(Saved entries)
--------

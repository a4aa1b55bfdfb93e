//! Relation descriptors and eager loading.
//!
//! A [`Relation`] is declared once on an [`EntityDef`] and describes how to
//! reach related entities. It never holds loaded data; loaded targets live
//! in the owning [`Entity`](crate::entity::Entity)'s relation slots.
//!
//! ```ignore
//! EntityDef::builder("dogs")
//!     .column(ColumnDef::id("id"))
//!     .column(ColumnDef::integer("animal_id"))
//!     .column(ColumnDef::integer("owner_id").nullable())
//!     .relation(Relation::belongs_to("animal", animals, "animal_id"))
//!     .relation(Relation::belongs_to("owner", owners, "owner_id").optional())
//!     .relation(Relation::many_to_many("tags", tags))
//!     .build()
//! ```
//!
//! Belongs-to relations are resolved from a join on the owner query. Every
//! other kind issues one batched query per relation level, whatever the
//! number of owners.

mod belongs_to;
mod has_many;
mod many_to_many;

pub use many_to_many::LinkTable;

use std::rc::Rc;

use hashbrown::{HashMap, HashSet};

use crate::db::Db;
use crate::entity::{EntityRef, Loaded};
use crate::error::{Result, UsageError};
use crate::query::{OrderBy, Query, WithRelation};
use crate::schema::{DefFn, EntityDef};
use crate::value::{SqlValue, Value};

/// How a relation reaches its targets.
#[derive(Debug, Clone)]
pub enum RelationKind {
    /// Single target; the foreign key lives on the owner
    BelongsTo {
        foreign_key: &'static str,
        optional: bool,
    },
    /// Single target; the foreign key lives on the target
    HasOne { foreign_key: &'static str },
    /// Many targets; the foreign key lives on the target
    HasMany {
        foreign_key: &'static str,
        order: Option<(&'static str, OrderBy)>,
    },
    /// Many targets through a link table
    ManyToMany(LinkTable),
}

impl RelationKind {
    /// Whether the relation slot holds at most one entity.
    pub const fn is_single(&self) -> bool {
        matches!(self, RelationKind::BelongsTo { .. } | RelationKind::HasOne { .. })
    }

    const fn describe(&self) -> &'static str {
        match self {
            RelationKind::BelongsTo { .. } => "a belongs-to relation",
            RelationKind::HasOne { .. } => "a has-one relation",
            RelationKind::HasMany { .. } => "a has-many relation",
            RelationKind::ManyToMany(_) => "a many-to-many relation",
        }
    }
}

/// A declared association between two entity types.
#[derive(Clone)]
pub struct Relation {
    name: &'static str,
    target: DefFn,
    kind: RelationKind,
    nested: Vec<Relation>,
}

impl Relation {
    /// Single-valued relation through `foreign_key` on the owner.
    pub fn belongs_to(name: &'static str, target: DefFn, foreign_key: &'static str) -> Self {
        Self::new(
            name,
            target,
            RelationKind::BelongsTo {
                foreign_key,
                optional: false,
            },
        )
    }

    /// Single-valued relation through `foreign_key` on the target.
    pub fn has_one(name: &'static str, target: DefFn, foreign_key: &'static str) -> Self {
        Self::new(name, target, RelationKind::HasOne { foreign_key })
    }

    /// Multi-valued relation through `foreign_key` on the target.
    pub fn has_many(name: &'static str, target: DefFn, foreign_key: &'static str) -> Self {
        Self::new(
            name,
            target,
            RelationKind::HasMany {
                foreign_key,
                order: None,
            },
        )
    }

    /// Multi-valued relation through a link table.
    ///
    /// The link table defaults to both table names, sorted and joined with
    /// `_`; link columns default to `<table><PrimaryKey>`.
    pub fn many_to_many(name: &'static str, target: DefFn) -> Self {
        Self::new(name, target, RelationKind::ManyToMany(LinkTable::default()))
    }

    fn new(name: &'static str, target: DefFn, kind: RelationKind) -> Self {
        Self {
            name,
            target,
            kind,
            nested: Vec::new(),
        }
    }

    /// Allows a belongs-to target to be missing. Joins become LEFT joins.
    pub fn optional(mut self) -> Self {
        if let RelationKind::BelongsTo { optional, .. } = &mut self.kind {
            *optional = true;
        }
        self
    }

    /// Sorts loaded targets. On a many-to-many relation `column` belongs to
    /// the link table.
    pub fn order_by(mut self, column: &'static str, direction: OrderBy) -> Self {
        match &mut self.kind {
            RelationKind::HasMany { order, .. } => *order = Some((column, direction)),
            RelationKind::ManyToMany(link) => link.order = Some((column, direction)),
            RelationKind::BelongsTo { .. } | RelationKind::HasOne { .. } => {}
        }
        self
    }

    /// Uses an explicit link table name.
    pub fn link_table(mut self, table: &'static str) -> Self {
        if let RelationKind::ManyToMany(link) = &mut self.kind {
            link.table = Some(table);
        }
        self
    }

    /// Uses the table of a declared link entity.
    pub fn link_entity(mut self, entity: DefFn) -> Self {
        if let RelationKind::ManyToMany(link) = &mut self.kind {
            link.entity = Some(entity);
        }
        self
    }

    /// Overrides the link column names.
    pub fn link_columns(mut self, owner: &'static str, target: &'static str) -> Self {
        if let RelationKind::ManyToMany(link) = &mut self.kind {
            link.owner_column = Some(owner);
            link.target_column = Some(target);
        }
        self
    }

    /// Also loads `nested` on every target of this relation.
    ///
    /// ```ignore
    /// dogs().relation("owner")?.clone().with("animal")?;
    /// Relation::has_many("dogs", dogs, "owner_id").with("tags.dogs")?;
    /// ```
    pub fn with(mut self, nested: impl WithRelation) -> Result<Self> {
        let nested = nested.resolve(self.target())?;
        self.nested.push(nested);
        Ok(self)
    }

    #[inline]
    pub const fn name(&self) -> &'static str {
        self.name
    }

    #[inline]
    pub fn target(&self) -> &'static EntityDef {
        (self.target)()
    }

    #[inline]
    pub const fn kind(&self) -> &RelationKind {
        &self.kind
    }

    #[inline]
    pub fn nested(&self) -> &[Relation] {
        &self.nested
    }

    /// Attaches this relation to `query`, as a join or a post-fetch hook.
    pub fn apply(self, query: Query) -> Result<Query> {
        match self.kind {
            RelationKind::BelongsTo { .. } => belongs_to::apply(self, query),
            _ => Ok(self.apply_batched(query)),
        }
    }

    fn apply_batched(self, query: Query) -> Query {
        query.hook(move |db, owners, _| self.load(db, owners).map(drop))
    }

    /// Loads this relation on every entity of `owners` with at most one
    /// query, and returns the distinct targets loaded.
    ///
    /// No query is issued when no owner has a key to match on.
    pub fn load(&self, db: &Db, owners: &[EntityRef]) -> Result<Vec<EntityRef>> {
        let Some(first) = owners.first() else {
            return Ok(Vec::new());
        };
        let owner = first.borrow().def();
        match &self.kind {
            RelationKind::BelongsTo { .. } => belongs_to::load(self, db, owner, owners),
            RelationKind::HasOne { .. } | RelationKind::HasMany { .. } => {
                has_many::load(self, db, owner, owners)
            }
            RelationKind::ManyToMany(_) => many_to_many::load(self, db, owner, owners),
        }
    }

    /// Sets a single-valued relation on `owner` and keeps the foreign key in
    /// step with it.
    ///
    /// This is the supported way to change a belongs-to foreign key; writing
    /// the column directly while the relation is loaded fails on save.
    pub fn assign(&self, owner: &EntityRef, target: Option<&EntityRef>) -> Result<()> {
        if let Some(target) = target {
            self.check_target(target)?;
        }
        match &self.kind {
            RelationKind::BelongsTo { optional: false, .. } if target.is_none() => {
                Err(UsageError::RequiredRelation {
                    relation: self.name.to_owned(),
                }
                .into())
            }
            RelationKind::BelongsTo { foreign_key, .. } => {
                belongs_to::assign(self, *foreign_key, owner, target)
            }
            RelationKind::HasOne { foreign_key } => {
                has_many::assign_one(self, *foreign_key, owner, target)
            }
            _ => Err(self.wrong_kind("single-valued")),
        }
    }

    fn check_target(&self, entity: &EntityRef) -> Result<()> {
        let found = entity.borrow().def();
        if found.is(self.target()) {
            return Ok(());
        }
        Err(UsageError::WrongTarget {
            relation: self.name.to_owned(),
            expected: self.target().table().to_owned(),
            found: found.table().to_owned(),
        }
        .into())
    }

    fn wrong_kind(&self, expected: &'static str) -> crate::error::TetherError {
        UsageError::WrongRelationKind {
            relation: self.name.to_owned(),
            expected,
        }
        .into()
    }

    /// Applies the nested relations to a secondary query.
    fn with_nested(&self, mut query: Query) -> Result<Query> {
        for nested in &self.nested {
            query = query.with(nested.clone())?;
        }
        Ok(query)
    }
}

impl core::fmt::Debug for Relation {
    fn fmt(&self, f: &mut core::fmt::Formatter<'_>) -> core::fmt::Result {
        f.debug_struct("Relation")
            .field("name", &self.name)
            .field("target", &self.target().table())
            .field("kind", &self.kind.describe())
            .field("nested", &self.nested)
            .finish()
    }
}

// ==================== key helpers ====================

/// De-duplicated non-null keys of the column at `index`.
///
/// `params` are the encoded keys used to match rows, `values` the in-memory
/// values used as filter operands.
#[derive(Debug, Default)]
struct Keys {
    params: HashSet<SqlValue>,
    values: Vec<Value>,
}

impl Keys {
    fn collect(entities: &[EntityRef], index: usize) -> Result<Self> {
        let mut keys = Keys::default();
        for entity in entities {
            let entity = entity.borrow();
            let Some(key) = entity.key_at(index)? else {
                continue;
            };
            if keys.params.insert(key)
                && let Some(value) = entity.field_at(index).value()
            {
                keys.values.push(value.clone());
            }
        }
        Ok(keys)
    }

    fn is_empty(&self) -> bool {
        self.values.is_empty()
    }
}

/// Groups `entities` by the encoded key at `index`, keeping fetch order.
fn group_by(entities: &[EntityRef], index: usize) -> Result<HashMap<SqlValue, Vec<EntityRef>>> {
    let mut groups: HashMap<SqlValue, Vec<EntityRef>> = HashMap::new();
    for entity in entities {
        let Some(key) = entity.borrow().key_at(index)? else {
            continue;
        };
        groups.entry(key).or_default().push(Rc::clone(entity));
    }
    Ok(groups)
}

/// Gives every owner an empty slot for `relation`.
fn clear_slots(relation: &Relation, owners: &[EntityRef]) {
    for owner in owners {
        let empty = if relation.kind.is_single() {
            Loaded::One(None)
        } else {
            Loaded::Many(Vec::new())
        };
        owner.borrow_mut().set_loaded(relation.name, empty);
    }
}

--------

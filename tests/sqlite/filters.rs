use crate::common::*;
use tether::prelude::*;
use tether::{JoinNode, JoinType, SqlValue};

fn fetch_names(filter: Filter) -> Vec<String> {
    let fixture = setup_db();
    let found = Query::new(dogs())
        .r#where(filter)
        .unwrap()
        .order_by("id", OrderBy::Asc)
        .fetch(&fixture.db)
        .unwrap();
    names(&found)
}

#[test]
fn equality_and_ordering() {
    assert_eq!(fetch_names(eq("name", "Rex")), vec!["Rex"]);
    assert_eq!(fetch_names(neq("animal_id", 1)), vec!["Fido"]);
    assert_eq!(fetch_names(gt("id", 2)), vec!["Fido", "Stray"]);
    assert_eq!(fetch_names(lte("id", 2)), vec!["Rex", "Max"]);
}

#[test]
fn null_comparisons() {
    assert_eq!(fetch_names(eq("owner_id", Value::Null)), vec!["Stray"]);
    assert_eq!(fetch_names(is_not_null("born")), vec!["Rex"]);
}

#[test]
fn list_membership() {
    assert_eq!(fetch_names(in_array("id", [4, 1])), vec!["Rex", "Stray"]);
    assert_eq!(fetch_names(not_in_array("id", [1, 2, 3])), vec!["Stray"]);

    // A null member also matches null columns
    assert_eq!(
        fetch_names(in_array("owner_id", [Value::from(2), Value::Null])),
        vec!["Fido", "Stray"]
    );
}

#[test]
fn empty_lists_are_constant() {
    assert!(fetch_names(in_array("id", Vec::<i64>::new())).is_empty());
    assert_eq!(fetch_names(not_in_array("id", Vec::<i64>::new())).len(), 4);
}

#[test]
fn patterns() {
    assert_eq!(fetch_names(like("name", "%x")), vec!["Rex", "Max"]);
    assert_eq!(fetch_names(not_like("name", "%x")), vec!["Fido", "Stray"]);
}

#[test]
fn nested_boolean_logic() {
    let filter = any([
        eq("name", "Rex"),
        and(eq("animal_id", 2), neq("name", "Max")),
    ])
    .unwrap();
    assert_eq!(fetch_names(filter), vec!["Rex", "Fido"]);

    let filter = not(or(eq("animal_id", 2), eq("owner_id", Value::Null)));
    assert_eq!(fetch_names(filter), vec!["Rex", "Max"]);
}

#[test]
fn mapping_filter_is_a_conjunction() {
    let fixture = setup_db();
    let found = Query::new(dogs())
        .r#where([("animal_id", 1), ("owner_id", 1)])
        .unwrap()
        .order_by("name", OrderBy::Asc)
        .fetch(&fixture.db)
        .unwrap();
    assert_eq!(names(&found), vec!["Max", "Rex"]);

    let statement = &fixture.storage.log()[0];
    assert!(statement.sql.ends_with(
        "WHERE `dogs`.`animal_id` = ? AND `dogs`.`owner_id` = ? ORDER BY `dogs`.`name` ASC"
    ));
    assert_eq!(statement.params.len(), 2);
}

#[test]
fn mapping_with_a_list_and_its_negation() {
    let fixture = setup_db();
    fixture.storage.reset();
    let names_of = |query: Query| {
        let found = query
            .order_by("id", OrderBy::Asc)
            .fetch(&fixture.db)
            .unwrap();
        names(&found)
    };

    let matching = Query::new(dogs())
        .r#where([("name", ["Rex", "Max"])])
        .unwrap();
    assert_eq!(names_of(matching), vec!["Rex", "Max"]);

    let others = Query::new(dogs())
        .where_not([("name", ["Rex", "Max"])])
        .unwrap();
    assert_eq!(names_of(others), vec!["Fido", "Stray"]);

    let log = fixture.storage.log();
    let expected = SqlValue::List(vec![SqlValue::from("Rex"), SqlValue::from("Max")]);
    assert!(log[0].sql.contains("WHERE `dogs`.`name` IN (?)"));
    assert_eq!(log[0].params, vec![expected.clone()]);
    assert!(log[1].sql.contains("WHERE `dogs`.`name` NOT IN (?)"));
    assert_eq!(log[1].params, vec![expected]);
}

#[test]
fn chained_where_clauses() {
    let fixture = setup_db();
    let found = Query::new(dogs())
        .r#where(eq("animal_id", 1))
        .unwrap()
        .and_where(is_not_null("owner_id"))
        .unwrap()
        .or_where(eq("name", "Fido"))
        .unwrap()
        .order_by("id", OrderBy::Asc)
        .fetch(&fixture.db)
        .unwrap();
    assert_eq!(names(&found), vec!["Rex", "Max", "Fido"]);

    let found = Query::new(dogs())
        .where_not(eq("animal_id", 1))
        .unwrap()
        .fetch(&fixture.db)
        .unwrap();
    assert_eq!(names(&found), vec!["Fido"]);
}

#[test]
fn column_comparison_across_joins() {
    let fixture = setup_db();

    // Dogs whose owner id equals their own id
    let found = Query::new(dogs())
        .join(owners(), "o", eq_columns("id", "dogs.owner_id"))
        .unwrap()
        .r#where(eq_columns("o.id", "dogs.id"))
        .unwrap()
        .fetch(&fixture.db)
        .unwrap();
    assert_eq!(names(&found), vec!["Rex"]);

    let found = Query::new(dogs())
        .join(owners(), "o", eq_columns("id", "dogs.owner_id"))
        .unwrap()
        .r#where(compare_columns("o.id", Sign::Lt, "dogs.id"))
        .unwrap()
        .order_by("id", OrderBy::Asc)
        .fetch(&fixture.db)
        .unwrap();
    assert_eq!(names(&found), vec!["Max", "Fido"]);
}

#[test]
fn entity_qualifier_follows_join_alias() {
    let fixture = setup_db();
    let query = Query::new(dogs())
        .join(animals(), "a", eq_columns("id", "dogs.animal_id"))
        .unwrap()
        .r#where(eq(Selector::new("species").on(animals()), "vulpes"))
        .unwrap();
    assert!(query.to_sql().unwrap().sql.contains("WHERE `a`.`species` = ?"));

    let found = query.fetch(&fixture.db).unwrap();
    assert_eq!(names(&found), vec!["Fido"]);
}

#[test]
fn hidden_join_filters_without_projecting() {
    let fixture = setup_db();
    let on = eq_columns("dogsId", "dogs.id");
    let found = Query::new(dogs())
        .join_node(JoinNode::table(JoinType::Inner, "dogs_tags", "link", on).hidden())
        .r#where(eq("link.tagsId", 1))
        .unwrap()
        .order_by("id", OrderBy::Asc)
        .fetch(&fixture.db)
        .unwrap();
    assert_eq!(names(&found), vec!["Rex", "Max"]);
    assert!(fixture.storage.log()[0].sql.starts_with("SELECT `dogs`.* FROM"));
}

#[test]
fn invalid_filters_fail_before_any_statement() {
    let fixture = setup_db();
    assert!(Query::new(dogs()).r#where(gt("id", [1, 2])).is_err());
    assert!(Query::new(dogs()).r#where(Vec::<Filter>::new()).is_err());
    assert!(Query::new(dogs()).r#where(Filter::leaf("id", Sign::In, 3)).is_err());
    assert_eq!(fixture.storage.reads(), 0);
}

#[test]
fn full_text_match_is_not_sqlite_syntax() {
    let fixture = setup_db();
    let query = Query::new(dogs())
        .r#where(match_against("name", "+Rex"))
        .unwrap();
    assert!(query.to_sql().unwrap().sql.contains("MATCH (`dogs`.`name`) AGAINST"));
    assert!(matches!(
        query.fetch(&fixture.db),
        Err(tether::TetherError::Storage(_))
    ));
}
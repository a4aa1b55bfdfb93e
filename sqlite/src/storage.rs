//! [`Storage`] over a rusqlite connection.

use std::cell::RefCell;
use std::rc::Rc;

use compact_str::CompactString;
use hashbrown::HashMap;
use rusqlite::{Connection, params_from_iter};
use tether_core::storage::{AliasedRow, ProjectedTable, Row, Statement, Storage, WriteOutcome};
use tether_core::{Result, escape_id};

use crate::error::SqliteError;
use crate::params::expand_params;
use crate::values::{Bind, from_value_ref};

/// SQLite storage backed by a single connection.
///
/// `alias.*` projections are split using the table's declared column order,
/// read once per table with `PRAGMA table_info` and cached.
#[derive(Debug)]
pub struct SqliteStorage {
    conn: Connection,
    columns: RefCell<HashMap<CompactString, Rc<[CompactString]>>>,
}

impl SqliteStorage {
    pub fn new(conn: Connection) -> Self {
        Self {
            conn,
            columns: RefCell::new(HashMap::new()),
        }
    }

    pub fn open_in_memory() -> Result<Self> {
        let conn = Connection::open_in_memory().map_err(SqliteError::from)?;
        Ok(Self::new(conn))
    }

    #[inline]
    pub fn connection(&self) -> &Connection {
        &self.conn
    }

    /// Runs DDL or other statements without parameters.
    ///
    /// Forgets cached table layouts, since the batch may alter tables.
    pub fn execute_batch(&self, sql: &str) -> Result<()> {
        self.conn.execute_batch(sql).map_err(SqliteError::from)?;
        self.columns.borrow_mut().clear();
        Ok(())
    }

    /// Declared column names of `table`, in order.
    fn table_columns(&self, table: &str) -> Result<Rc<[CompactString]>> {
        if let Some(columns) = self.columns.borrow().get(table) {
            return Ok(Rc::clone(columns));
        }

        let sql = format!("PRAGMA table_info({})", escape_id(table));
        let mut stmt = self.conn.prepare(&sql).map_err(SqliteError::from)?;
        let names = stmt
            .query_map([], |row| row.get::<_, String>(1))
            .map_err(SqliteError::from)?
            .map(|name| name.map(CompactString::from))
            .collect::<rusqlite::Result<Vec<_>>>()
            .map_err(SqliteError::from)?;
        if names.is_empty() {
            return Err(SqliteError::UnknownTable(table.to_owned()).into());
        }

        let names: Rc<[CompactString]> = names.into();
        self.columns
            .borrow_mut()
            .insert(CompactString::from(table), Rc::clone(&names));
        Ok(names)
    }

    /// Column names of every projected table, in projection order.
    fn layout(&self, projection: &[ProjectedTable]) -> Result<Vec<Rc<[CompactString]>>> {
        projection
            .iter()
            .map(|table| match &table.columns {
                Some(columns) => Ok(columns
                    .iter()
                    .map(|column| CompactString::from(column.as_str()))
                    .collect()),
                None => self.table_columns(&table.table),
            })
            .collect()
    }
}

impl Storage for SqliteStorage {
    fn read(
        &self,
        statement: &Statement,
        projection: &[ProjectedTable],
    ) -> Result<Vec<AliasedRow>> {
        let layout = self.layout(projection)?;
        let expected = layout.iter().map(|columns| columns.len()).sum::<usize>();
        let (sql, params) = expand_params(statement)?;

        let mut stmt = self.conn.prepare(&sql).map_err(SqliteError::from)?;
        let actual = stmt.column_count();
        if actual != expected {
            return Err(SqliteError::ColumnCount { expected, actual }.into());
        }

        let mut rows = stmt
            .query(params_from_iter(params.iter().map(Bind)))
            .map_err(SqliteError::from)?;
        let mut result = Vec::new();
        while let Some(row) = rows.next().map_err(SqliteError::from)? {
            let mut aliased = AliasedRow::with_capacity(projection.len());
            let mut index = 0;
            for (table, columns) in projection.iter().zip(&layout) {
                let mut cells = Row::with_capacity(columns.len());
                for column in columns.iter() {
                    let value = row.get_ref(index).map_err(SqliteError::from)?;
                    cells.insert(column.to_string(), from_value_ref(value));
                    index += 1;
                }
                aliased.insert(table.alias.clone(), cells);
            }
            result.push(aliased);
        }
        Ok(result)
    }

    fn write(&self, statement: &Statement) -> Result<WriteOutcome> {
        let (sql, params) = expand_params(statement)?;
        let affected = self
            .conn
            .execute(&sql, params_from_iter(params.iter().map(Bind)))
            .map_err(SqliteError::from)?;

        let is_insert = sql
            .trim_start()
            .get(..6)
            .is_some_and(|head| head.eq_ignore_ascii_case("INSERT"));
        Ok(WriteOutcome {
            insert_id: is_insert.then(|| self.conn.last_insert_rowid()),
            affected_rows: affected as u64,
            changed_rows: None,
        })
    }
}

--------

TASK BRIEF
When a line of the entries contains the word "TetherError", it counts toward the total; reply with that total alone.

EXERCISE RESPONSE
2